(Recorded data)

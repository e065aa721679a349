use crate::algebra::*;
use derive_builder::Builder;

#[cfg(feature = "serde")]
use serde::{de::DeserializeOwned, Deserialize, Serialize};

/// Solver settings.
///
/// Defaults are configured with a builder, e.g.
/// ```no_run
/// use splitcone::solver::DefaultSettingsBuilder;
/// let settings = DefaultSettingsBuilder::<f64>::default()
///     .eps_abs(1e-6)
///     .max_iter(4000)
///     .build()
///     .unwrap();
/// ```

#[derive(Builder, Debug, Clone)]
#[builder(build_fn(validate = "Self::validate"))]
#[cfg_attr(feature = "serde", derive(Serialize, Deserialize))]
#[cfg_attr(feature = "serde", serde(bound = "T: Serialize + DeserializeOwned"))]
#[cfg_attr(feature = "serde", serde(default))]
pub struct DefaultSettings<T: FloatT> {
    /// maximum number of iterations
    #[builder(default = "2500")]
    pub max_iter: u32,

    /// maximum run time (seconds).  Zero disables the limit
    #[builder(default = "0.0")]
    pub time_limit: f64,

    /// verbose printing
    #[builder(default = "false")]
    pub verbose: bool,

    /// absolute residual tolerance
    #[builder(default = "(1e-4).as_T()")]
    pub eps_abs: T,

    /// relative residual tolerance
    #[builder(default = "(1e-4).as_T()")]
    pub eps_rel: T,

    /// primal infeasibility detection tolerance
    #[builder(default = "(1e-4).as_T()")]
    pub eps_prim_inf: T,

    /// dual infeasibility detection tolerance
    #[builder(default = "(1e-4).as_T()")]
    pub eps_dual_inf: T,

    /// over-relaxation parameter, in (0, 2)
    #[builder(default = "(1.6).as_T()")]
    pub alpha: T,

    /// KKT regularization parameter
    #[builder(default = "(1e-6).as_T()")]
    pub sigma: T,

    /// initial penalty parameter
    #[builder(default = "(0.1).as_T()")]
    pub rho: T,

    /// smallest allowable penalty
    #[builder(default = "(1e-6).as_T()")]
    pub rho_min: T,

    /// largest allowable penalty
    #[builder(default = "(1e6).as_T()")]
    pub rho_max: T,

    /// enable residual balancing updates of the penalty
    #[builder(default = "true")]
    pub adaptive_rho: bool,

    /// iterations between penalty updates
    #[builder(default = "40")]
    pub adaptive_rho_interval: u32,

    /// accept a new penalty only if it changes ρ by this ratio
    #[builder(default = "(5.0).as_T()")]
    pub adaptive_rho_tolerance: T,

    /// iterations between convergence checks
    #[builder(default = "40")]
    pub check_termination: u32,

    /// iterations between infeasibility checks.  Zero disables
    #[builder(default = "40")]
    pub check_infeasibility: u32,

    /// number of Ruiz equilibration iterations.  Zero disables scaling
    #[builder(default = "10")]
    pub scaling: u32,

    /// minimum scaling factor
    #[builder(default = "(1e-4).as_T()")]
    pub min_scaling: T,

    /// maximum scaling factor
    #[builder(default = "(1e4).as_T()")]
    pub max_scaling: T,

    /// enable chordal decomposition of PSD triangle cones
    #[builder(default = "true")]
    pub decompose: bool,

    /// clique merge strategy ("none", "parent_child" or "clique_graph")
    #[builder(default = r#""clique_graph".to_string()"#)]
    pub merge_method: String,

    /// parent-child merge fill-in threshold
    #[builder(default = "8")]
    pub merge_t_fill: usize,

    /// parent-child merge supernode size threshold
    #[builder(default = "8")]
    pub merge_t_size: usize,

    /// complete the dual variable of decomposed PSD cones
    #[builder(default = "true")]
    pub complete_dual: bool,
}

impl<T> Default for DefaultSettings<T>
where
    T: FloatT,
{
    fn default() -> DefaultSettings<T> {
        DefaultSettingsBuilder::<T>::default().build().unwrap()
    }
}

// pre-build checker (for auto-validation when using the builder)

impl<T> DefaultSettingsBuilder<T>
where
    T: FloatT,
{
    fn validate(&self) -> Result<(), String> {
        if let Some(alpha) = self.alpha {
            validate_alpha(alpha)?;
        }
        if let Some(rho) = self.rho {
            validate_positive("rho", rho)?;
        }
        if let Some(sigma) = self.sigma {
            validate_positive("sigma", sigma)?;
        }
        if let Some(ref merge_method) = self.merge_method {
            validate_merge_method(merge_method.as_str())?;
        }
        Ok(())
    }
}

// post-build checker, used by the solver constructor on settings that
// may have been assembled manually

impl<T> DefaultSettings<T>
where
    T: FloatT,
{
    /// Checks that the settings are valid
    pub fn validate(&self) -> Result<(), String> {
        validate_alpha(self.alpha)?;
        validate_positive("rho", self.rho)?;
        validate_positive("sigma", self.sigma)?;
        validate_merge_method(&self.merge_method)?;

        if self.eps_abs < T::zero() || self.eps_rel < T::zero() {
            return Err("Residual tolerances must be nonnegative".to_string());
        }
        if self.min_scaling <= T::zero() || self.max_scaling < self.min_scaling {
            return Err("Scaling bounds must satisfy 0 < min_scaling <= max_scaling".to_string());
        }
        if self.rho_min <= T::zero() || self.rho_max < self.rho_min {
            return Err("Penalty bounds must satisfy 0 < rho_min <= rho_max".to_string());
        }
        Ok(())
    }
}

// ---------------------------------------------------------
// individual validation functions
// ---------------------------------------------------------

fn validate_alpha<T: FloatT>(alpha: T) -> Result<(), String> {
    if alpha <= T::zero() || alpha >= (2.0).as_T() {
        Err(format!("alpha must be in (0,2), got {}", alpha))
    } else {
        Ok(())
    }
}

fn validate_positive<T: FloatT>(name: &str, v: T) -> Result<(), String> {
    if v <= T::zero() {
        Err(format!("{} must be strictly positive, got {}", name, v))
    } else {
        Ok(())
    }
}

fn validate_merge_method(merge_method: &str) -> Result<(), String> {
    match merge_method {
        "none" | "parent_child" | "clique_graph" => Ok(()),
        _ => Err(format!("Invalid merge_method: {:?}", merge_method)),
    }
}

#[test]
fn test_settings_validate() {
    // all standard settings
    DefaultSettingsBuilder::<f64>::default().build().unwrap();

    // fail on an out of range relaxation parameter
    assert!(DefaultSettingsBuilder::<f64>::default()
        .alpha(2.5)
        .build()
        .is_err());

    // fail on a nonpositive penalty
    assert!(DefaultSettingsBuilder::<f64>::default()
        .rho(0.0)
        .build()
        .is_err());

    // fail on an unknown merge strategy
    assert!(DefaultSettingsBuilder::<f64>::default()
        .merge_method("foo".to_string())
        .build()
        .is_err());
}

# WHAT YOU ARE ASKED TO DO:
There is a line with "#[derive(Builder, Debug, Clone)]" and a line with "absolute residual tolerance" above. Copy exactly those two lines and all lines between them, with nothing else.

# TASK RESULT:
#[derive(Builder, Debug, Clone)]
#[builder(build_fn(validate = "Self::validate"))]
#[cfg_attr(feature = "serde", derive(Serialize, Deserialize))]
#[cfg_attr(feature = "serde", serde(bound = "T: Serialize + DeserializeOwned"))]
#[cfg_attr(feature = "serde", serde(default))]
pub struct DefaultSettings<T: FloatT> {
    /// maximum number of iterations
    #[builder(default = "2500")]
    pub max_iter: u32,

    /// maximum run time (seconds).  Zero disables the limit
    #[builder(default = "0.0")]
    pub time_limit: f64,

    /// verbose printing
    #[builder(default = "false")]
    pub verbose: bool,

    /// absolute residual tolerance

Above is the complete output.